By 1970, Sutton had helped to bring that vision one step closer to reality. After his legislative stint had ended, he still served on a public-health panel that held public meetings that became popularly known as “Sutton’s hearings.” At first, these hearings were markedly male-dominated. Then, in a 1969 panel, women activists crashed the meeting, literally adding their voices to the mix. They demanded a full repeal of the abortion ban, screamed “Free abortions!” and complained that the only woman among more than a dozen speakers was a nun.

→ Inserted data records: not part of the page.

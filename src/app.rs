//! Top-level application orchestration.
//!
//! `src/main.rs` is intentionally tiny; this module is the "real main" that:
//! - parses CLI arguments
//! - loads `.env`, then sets up logging
//! - loads the model (fatal on failure, before any UI is drawn)
//! - runs the form, a one-shot prediction, or the model summary

use clap::Parser;

use crate::cli::{Command, ModelArgs, PredictArgs};
use crate::config::ModelConfig;
use crate::error::AppError;

pub mod pipeline;

/// Entry point for the `credit-default` binary.
pub fn run() -> Result<(), AppError> {
    // We want `credit-default` and `credit-default -m rf.json` to behave like
    // `credit-default tui ...`. Clap requires a subcommand name, so we rewrite
    // argv before parsing.
    let argv = rewrite_args(std::env::args().collect());
    let cli = crate::cli::Cli::parse_from(argv);

    // Logging reads RUST_LOG and CREDIT_LOG_DIR, so the dotfile goes first.
    crate::config::load_dotenv();

    match cli.command {
        Command::Tui(args) => handle_tui(args),
        Command::Predict(args) => handle_predict(args),
        Command::Inspect(args) => handle_inspect(args),
    }
}

fn handle_tui(args: ModelArgs) -> Result<(), AppError> {
    let _log_guard = crate::logging::init_tui();
    let session = pipeline::start(ModelConfig::from_env(args.model.as_deref()))?;
    crate::tui::run(session)
}

fn handle_predict(args: PredictArgs) -> Result<(), AppError> {
    crate::logging::init_cli();
    let session = pipeline::start(ModelConfig::from_env(args.model.model.as_deref()))?;

    let features = args.features();
    let verdict = pipeline::predict_checked(&session.predictor, &features)?;

    if args.json {
        println!("{}", crate::report::format_verdict_json(&features, &verdict)?);
    } else {
        println!("{}", crate::report::format_prediction(&features, &verdict));
    }
    Ok(())
}

fn handle_inspect(args: ModelArgs) -> Result<(), AppError> {
    crate::logging::init_cli();
    let session = pipeline::start(ModelConfig::from_env(args.model.as_deref()))?;
    println!("{}", crate::report::format_model_summary(&session.summary));
    Ok(())
}

/// Rewrite argv so `credit-default` defaults to `credit-default tui`.
///
/// Rules:
/// - `credit-default`                     -> `credit-default tui`
/// - `credit-default -m rf.json ...`      -> `credit-default tui -m rf.json ...`
/// - `credit-default --help/--version/-h` -> unchanged
fn rewrite_args(mut argv: Vec<String>) -> Vec<String> {
    let Some(arg1) = argv.get(1).cloned() else {
        argv.push("tui".to_string());
        return argv;
    };

    let is_top_level_help_or_version = matches!(
        arg1.as_str(),
        "-h" | "--help" | "-V" | "--version" | "help"
    );
    if is_top_level_help_or_version {
        return argv;
    }

    let is_subcommand = matches!(arg1.as_str(), "tui" | "predict" | "inspect");
    if is_subcommand {
        return argv;
    }

    if arg1.starts_with('-') {
        argv.insert(1, "tui".to_string());
        return argv;
    }

    argv
}
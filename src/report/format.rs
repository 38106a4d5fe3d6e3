//! Formatted terminal output and the static page text.
//!
//! We keep formatting code in one place so the TUI and the CLI say the same
//! things, and output changes stay localized.

use serde::Serialize;

use crate::domain::{FeatureVector, Field};
use crate::error::{AppError, EXIT_INTERNAL};
use crate::io::ModelSummary;
use crate::report::Verdict;

pub const APP_TITLE: &str = "Credit Default Prediction App";

pub const APP_SUBTITLE: &str =
    "Predict the likelihood of a customer defaulting on credit based on their financial details.";

/// "About the Model" sidebar text.
pub const ABOUT_MODEL: [&str; 3] = [
    "Random Forest is an ensemble learning method, which combines the predictions of \
     multiple decision trees to improve the model's accuracy and robustness.",
    "It works by creating several decision trees, each trained on a random subset of the \
     data. The final prediction is made by averaging the results of all trees (for \
     regression) or taking a vote (for classification).",
    "It is highly effective at handling both classification and regression tasks and works \
     well with complex datasets containing non-linear relationships.",
];

pub const INSTRUCTIONS: [&str; 3] = [
    "Enter the customer's details in the sidebar.",
    "Click on \"Predict\" to check the likelihood of default.",
    "Use sliders and dropdowns for easier input.",
];

/// Two-line verdict for `predict`.
pub fn format_verdict(verdict: &Verdict) -> String {
    format!("{}\n{}", verdict.headline, verdict.explanation)
}

#[derive(Serialize)]
struct VerdictJson<'a> {
    features: &'a FeatureVector,
    label: u8,
    verdict: &'a str,
}

/// Machine-readable verdict for `predict --json`.
pub fn format_verdict_json(features: &FeatureVector, verdict: &Verdict) -> Result<String, AppError> {
    let payload = VerdictJson {
        features,
        label: verdict.label.code(),
        verdict: verdict.headline,
    };
    serde_json::to_string_pretty(&payload)
        .map_err(|e| AppError::new(EXIT_INTERNAL, format!("Failed to encode verdict JSON: {e}")))
}

/// Text output of `predict`: the inputs, a blank line, then the verdict.
pub fn format_prediction(features: &FeatureVector, verdict: &Verdict) -> String {
    format!("{}\n{}", format_features(features), format_verdict(verdict))
}

/// One line per input field, job shown with its encoded value.
pub fn format_features(features: &FeatureVector) -> String {
    let mut out = String::new();
    for field in Field::ALL {
        let value = match field {
            Field::Job => format!("{} (code {})", features.job, features.job.code()),
            _ => features.get(field).to_string(),
        };
        out.push_str(&format!("{:<18} {value}\n", format!("{}:", field.display_name())));
    }
    out
}

/// Artifact summary for `inspect`.
pub fn format_model_summary(summary: &ModelSummary) -> String {
    let mut out = String::new();
    out.push_str(&format!("=== {APP_TITLE} - model ===\n"));
    out.push_str(&format!("Path: {}\n", summary.path.display()));
    out.push_str(&format!("Trees: {}\n", summary.n_trees));
    out.push_str(&format!("Nodes: {}\n", summary.n_nodes));
    out.push_str(&format!("Max depth: {}\n", summary.max_depth));
    out.push_str(&format!("Features: {}\n", summary.n_features));
    out.push_str(&format!("Classes: {:?}\n", summary.classes));

    out.push_str("\nFeature order:\n");
    for field in Field::ALL {
        out.push_str(&format!("  {}. {}\n", field.index() + 1, field.display_name()));
    }
    out
}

For the protesters, incremental reform—like that initially proposed by Sutton—was not an option. Sutton and the other panelists heeded their requests to be heard: By yet another batch of hearings in March 1970, women had been added to the slate of speakers, testifying about the toll that unsafe abortion, unplanned pregnancy, and lack of contraceptive access did to their lives. Within months—and in a vote that had one New York state legislator crying in conflicted frustration and fear of what his family might think—the state assembly voted to allow abortions up to 24 weeks if performed by a doctor.

Sutton’s original 1966 legislation, while much less sweeping than the one New York ultimately passed, had eased open the door for reproductive rights reform. Four years later, abortion-rights activists were continuing down the path Percy Sutton had forged with a friend’s decades-old abortion story and one unsuccessful bill.